The Wussification of American Men

By Susan Yoshihara, Ph.D. | December 20, 2011

Wendy Wright and I heard Bill Bennett pitching his new book last Thursday night in New York. Bennett’s thesis in The Book of Man is that men are becoming wimpier because society no longer teaches them what it is to be a man.

Bennett says that unlike his last book, The Book of Virtues, this one has not provoked any response from feminists. Maybe that’s because he does not blame them for the disappearance of good men. He says it’s because they agree with him. The bottom line is that men are failing to take up their responsibilities as husbands (nuptials and faithfulness in marriage reaching all time lows), as workers (1 in 5 young men is unemployed or underemployed, while 95% were employed in 1970 he said). This isn’t helping young (educated, employed) women, who still dream of marrying their prince charming.

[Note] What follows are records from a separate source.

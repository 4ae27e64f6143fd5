pub mod decimal;
pub mod error;
pub mod line;
pub mod relation;
pub mod vector;

pub use decimal::{is_near_zero, Dec, NEAR_ZERO};
pub use error::{LineError, VectorError};
pub use line::{Intersection, Line};
pub use relation::{LineRelation, Relation};
pub use vector::Vector;
use core::fmt;

use num_traits::{FromPrimitive, ToPrimitive};
use rust_decimal::MathematicalOps;

use crate::{
    decimal::{is_near_zero, Dec, NEAR_ZERO},
    error::VectorError,
};

#[derive(Clone, PartialEq, Eq)]
pub struct Vector {
    coordinates: Vec<Dec>,
}

impl fmt::Debug for Vector {
    fn fmt(&self, f: &mut fmt::Formatter<'_>) -> fmt::Result {
        write!(f, "Vector(")?;
        for (i, c) in self.coordinates.iter().enumerate() {
            if i > 0 {
                write!(f, ", ")?;
            }
            write!(f, "{}", c.round_dp(4))?;
        }
        write!(f, ")")
    }
}

impl From<[Dec; 2]> for Vector {
    fn from(coordinates: [Dec; 2]) -> Self {
        Self {
            coordinates: coordinates.to_vec(),
        }
    }
}

impl From<[Dec; 3]> for Vector {
    fn from(coordinates: [Dec; 3]) -> Self {
        Self {
            coordinates: coordinates.to_vec(),
        }
    }
}

impl Vector {
    pub fn new(coordinates: impl IntoIterator<Item = Dec>) -> Result<Self, VectorError> {
        let coordinates: Vec<Dec> = coordinates.into_iter().collect();
        if coordinates.is_empty() {
            return Err(VectorError::EmptyCoordinates);
        }
        Ok(Self { coordinates })
    }

    pub fn zeros(dimension: usize) -> Self {
        assert!(dimension > 0, "vector dimension must be at least 1");
        Self {
            coordinates: vec![Dec::ZERO; dimension],
        }
    }

    pub fn dimension(&self) -> usize {
        self.coordinates.len()
    }

    pub fn coordinates(&self) -> &[Dec] {
        &self.coordinates
    }

    fn check_dimension(&self, other: &Vector) -> Result<(), VectorError> {
        if self.dimension() != other.dimension() {
            return Err(VectorError::DimensionMismatch {
                expected: self.dimension(),
                actual: other.dimension(),
            });
        }
        Ok(())
    }

    pub fn plus(&self, v: &Vector) -> Result<Vector, VectorError> {
        self.check_dimension(v)?;
        Ok(Self {
            coordinates: self
                .coordinates
                .iter()
                .zip(&v.coordinates)
                .map(|(x, y)| x + y)
                .collect(),
        })
    }

    pub fn minus(&self, v: &Vector) -> Result<Vector, VectorError> {
        self.check_dimension(v)?;
        Ok(Self {
            coordinates: self
                .coordinates
                .iter()
                .zip(&v.coordinates)
                .map(|(x, y)| x - y)
                .collect(),
        })
    }

    pub fn times_scalar(&self, c: Dec) -> Vector {
        Self {
            coordinates: self.coordinates.iter().map(|x| c * x).collect(),
        }
    }

    pub fn magnitude(&self) -> Dec {
        let squared: Dec = self.coordinates.iter().map(|x| x * x).sum();
        // a sum of squares is never negative
        squared.sqrt().unwrap_or(Dec::ZERO)
    }

    pub fn normalized(&self) -> Result<Vector, VectorError> {
        let magnitude = self.magnitude();
        if magnitude.is_zero() {
            return Err(VectorError::ZeroVector);
        }
        Ok(self.times_scalar(Dec::ONE / magnitude))
    }

    pub fn dot(&self, v: &Vector) -> Result<Dec, VectorError> {
        self.check_dimension(v)?;
        Ok(self
            .coordinates
            .iter()
            .zip(&v.coordinates)
            .map(|(x, y)| x * y)
            .sum())
    }

    fn angle_radians(&self, v: &Vector) -> Result<f64, VectorError> {
        self.check_dimension(v)?;
        if self.is_zero() || v.is_zero() {
            return Err(VectorError::AngleWithZeroVector);
        }
        let cos = self.normalized()?.dot(&v.normalized()?)?;
        // rounding can push the dot of two unit vectors past [-1, 1],
        // which is outside the domain of acos
        let cos = cos.to_f64().unwrap_or_default().clamp(-1.0, 1.0);
        Ok(cos.acos())
    }

    pub fn angle_with(&self, v: &Vector) -> Result<Dec, VectorError> {
        let radians = self.angle_radians(v)?;
        Ok(Dec::from_f64(radians).unwrap_or_default())
    }

    pub fn angle_with_degrees(&self, v: &Vector) -> Result<Dec, VectorError> {
        let radians = self.angle_radians(v)?;
        Ok(Dec::from_f64(radians.to_degrees()).unwrap_or_default())
    }

    pub fn is_orthogonal_to(&self, v: &Vector) -> Result<bool, VectorError> {
        self.is_orthogonal_to_within(v, NEAR_ZERO)
    }

    pub fn is_orthogonal_to_within(
        &self,
        v: &Vector,
        tolerance: Dec,
    ) -> Result<bool, VectorError> {
        Ok(self.dot(v)?.abs() < tolerance)
    }

    pub fn is_zero(&self) -> bool {
        self.is_zero_within(NEAR_ZERO)
    }

    pub fn is_zero_within(&self, tolerance: Dec) -> bool {
        self.magnitude() < tolerance
    }

    pub fn is_parallel_to(&self, v: &Vector) -> Result<bool, VectorError> {
        self.check_dimension(v)?;
        if self.is_zero() || v.is_zero() {
            return Ok(true);
        }
        let angle = self.angle_with(v)?;
        Ok(is_near_zero(angle, NEAR_ZERO) || is_near_zero(angle - Dec::PI, NEAR_ZERO))
    }

    pub fn component_parallel_to(&self, basis: &Vector) -> Result<Vector, VectorError> {
        self.check_dimension(basis)?;
        let u = match basis.normalized() {
            Ok(u) => u,
            Err(VectorError::ZeroVector) => return Err(VectorError::NoUniqueParallelComponent),
            Err(e) => return Err(e),
        };
        let weight = self.dot(&u)?;
        Ok(u.times_scalar(weight))
    }

    pub fn component_orthogonal_to(&self, basis: &Vector) -> Result<Vector, VectorError> {
        let projection = match self.component_parallel_to(basis) {
            Ok(p) => p,
            Err(VectorError::NoUniqueParallelComponent) => {
                return Err(VectorError::NoUniqueOrthogonalComponent)
            }
            Err(e) => return Err(e),
        };
        self.minus(&projection)
    }

    fn embedded_in_r3(&self) -> Result<[Dec; 3], VectorError> {
        match self.coordinates.as_slice() {
            &[x, y] => Ok([x, y, Dec::ZERO]),
            &[x, y, z] => Ok([x, y, z]),
            _ => Err(VectorError::UnsupportedDimension(self.dimension())),
        }
    }

    pub fn cross(&self, v: &Vector) -> Result<Vector, VectorError> {
        let [x1, y1, z1] = self.embedded_in_r3()?;
        let [x2, y2, z2] = v.embedded_in_r3()?;
        Ok(Vector::from([
            y1 * z2 - y2 * z1,
            -(x1 * z2 - x2 * z1),
            x1 * y2 - x2 * y1,
        ]))
    }

    pub fn area_of_parallelogram_with(&self, v: &Vector) -> Result<Dec, VectorError> {
        Ok(self.cross(v)?.magnitude())
    }

    pub fn area_of_triangle_with(&self, v: &Vector) -> Result<Dec, VectorError> {
        Ok(self.area_of_parallelogram_with(v)? / Dec::TWO)
    }
}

Bennett’s facts are sobering: that more women than men graduate from college is well-known, but he said men 18-35 years old play 2.5 hours of video games a day while those 12-17 years old play much less: 1.5 hours a day. He told several vignettes, among them the typical girl out of college moving in with her boyfriend and three other guys who sit around playing video games while she goes off to work.

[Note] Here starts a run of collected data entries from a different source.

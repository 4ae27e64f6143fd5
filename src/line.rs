use core::fmt;

use itertools::Itertools;

use crate::{
    decimal::{is_near_zero, Dec, NEAR_ZERO},
    error::LineError,
    relation::{LineRelation, Relation},
    vector::Vector,
};

const DIMENSION: usize = 2;

/// A 2-D line in standard form: the normal vector holds the coefficients
/// of `a*x + b*y = c`, the constant term is `c`.
#[derive(Clone)]
pub struct Line {
    normal_vector: Vector,
    constant_term: Dec,
    basepoint: Option<Vector>,
}

#[derive(Clone, Debug, PartialEq)]
pub enum Intersection {
    Point(Vector),
    Coincident(Line),
}

impl fmt::Debug for Line {
    fn fmt(&self, f: &mut fmt::Formatter<'_>) -> fmt::Result {
        let n = self.normal_vector.coordinates();
        write!(
            f,
            "{}x {}y = {}",
            n[0].round_dp(4),
            n[1].round_dp(4),
            self.constant_term.round_dp(4)
        )
    }
}

impl Default for Line {
    // the degenerate line "0 = 0"
    fn default() -> Self {
        Self {
            normal_vector: Vector::zeros(DIMENSION),
            constant_term: Dec::ZERO,
            basepoint: None,
        }
    }
}

impl Line {
    pub fn new(normal_vector: Vector, constant_term: Dec) -> Result<Self, LineError> {
        if normal_vector.dimension() != DIMENSION {
            return Err(LineError::NotTwoDimensional(normal_vector.dimension()));
        }
        let basepoint = Self::derive_basepoint(&normal_vector, constant_term);
        Ok(Self {
            normal_vector,
            constant_term,
            basepoint,
        })
    }

    pub fn dimension(&self) -> usize {
        DIMENSION
    }

    pub fn normal_vector(&self) -> &Vector {
        &self.normal_vector
    }

    pub fn constant_term(&self) -> Dec {
        self.constant_term
    }

    pub fn basepoint(&self) -> Option<&Vector> {
        self.basepoint.as_ref()
    }

    /// The pivot rule: index of the first coordinate whose magnitude
    /// exceeds the near-zero tolerance, in axis order.
    pub fn first_nonzero_index(vector: &Vector) -> Result<usize, LineError> {
        vector
            .coordinates()
            .iter()
            .find_position(|c| !is_near_zero(**c, NEAR_ZERO))
            .map(|(index, _)| index)
            .ok_or(LineError::NoNonzeroElements)
    }

    // a degenerate normal has no pivot, so no point is derivable from "0 = c"
    fn derive_basepoint(normal_vector: &Vector, constant_term: Dec) -> Option<Vector> {
        let pivot = Self::first_nonzero_index(normal_vector).ok()?;
        let mut coordinates = vec![Dec::ZERO; DIMENSION];
        coordinates[pivot] = constant_term / normal_vector.coordinates()[pivot];
        Vector::new(coordinates).ok()
    }

    pub fn is_parallel_to(&self, other: &Line) -> bool {
        // both normals are 2-D by construction
        self.normal_vector
            .is_parallel_to(&other.normal_vector)
            .unwrap_or(false)
    }

    pub fn intersection_with(&self, other: &Line) -> Option<Intersection> {
        match self.relate(other) {
            LineRelation::Intersect(point) => Some(Intersection::Point(point)),
            LineRelation::Coincident => Some(Intersection::Coincident(self.clone())),
            LineRelation::Parallel => None,
        }
    }
}

impl PartialEq for Line {
    /// Two lines are equal when they describe the same set of points.
    fn eq(&self, other: &Self) -> bool {
        if self.normal_vector.is_zero() {
            if !other.normal_vector.is_zero() {
                return false;
            }
            return is_near_zero(self.constant_term - other.constant_term, NEAR_ZERO);
        }
        if other.normal_vector.is_zero() {
            return false;
        }
        if !self.is_parallel_to(other) {
            return false;
        }
        let (Some(x0), Some(y0)) = (&self.basepoint, &other.basepoint) else {
            return false;
        };
        // parallel lines coincide when the vector between one point of each
        // is orthogonal to the shared normal direction
        match x0
            .minus(y0)
            .and_then(|diff| diff.is_orthogonal_to(&self.normal_vector))
        {
            Ok(orthogonal) => orthogonal,
            Err(_) => false,
        }
    }
}

#[cfg(test)]
mod tests {
    use assert_matches::assert_matches;
    use rust_decimal_macros::dec;

    use crate::{
        decimal::{is_near_zero, Dec, NEAR_ZERO},
        error::LineError,
        vector::Vector,
    };

    use super::{Intersection, Line};

    fn line(a: Dec, b: Dec, c: Dec) -> Line {
        Line::new(Vector::from([a, b]), c).unwrap()
    }

    #[test]
    fn normal_vector_must_be_two_dimensional() {
        let normal = Vector::new([dec!(1), dec!(2), dec!(3)]).unwrap();
        assert_matches!(
            Line::new(normal, dec!(1)),
            Err(LineError::NotTwoDimensional(3))
        );
    }

    #[test]
    fn pivot_is_the_first_nonzero_coordinate() {
        let v = Vector::from([dec!(0), dec!(2)]);
        assert_eq!(Line::first_nonzero_index(&v), Ok(1));

        let v = Vector::from([dec!(3), dec!(2)]);
        assert_eq!(Line::first_nonzero_index(&v), Ok(0));

        assert_matches!(
            Line::first_nonzero_index(&Vector::zeros(2)),
            Err(LineError::NoNonzeroElements)
        );
        // coordinates below the tolerance count as zero
        let v = Vector::from([dec!(0.00000000001), dec!(-0.00000000001)]);
        assert_matches!(
            Line::first_nonzero_index(&v),
            Err(LineError::NoNonzeroElements)
        );
    }

    #[test]
    fn basepoint_lies_on_the_line() {
        let ell = line(dec!(4.046), dec!(2.836), dec!(1.21));
        let basepoint = ell.basepoint().unwrap();
        let lhs = ell.normal_vector().dot(basepoint).unwrap();
        assert!(is_near_zero(lhs - ell.constant_term(), NEAR_ZERO));
    }

    #[test]
    fn basepoint_uses_the_pivot_coordinate() {
        let ell = line(dec!(0), dec!(2), dec!(3));
        assert_eq!(
            ell.basepoint().unwrap(),
            &Vector::from([dec!(0), dec!(1.5)])
        );
    }

    #[test]
    fn degenerate_line_has_no_basepoint() {
        assert_eq!(Line::default().basepoint(), None);
        let ell = Line::new(Vector::zeros(2), dec!(5)).unwrap();
        assert_eq!(ell.basepoint(), None);
    }

    #[test]
    fn proportional_standard_forms_are_the_same_line() {
        let a = line(dec!(4.046), dec!(2.836), dec!(1.21));
        let b = line(dec!(10.115), dec!(7.09), dec!(3.025));
        assert!(a.is_parallel_to(&b));
        assert_eq!(a, b);
        assert_matches!(
            a.intersection_with(&b),
            Some(Intersection::Coincident(ell)) if ell == a
        );
    }

    #[test]
    fn generic_lines_intersect_in_a_point() {
        let a = line(dec!(1), dec!(1), dec!(1));
        let b = line(dec!(1), dec!(-1), dec!(1));
        assert_eq!(
            a.intersection_with(&b),
            Some(Intersection::Point(Vector::from([dec!(1), dec!(0)])))
        );

        let a = line(dec!(7.204), dec!(3.182), dec!(8.68));
        let b = line(dec!(8.172), dec!(4.114), dec!(9.883));
        let point = assert_matches!(
            a.intersection_with(&b),
            Some(Intersection::Point(p)) => p
        );
        let rounded =
            Vector::new(point.coordinates().iter().map(|c| c.round_dp(3))).unwrap();
        assert_eq!(rounded, Vector::from([dec!(1.173), dec!(0.073)]));
    }

    #[test]
    fn disjoint_parallel_lines_do_not_intersect() {
        let a = line(dec!(1.182), dec!(5.562), dec!(6.744));
        let b = line(dec!(1.773), dec!(8.343), dec!(9.525));
        assert!(a.is_parallel_to(&b));
        assert_ne!(a, b);
        assert_eq!(a.intersection_with(&b), None);

        let a = line(dec!(1), dec!(1), dec!(1));
        let b = line(dec!(1), dec!(1), dec!(2));
        assert_ne!(a, b);
        assert_eq!(a.intersection_with(&b), None);
    }

    #[test]
    fn degenerate_lines_compare_by_constant_term() {
        assert_eq!(Line::default(), Line::default());

        let zero_five = Line::new(Vector::zeros(2), dec!(5)).unwrap();
        assert_ne!(Line::default(), zero_five);
        assert_eq!(
            zero_five,
            Line::new(Vector::zeros(2), dec!(5.00000000001)).unwrap()
        );

        // a degenerate line never equals a real one, in either order
        let real = line(dec!(1), dec!(1), dec!(5));
        assert_ne!(zero_five, real);
        assert_ne!(real, zero_five);
    }
}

The answer, he says is memesis, a Greek word for creating heroes to emulate (he was a Philosophy professor before his famous career as Reagan appointee and radio celebrity). I noticed he used male-exclusive icons when possible, and his talk and book both feature the Navy Seals (“While there are only 2500 in that elite force, hundreds of thousands of men in bars all over America are claiming to belong,” Bennett said.)

I considered this, and the fact that, according to Mara Hvistendahl’s book on sex selection the walls of boutique IVF clinics in LA are painted pink. American parents who choose pick girls, she says.

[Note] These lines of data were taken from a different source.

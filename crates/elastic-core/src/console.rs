//! User-facing progress lines for the job console.

use std::sync::Mutex;

/// Sink for progress text shown on the job's console.
///
/// Appending never fails from the caller's point of view: implementations
/// swallow their own delivery errors so scheduling is never aborted by a
/// console hiccup.
pub trait ConsoleLog: Send + Sync {
    fn append(&self, line: &str);
}

/// Discards everything.
#[derive(Debug, Default, Clone, Copy)]
pub struct NullConsole;

impl ConsoleLog for NullConsole {
    fn append(&self, _line: &str) {}
}

/// Keeps lines in memory, in order.
#[derive(Debug, Default)]
pub struct BufferConsole {
    lines: Mutex<Vec<String>>,
}

impl BufferConsole {
    pub fn new() -> Self {
        Self::default()
    }

    pub fn lines(&self) -> Vec<String> {
        self.lines
            .lock()
            .map(|lines| lines.clone())
            .unwrap_or_default()
    }

    pub fn contains(&self, needle: &str) -> bool {
        self.lines().iter().any(|l| l.contains(needle))
    }
}

impl ConsoleLog for BufferConsole {
    fn append(&self, line: &str) {
        if let Ok(mut lines) = self.lines.lock() {
            lines.push(line.to_string());
        }
    }
}

#[cfg(test)]
mod tests {
    use super::*;

    #[test]
    fn buffer_keeps_order() {
        let console = BufferConsole::new();
        console.append("first");
        console.append("second");
        assert_eq!(console.lines(), vec!["first", "second"]);
        assert!(console.contains("sec"));
    }

    #[test]
    fn null_console_accepts_anything() {
        let console: &dyn ConsoleLog = &NullConsole;
        console.append("ignored");
    }
}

And this led me to think that perhaps society is just not ready for the re-emergence of the Real Man.

Women of my generation and younger were told about all the things they could do when they grew up. Pushing boundaries, like the frontier spirit, is essentially if not exclusively American. What Bennett is proposing, is that boys will thrive again when they are told what they should do, what they must do.

The question is, in a world where books like Bennett’s are rare, can we convince our sons, and our daughters, to aspire to the heroism of the ordinary? Or will doing one’s duty be so rare that it becomes the new extraordinary. And if it does, who will celebrate it?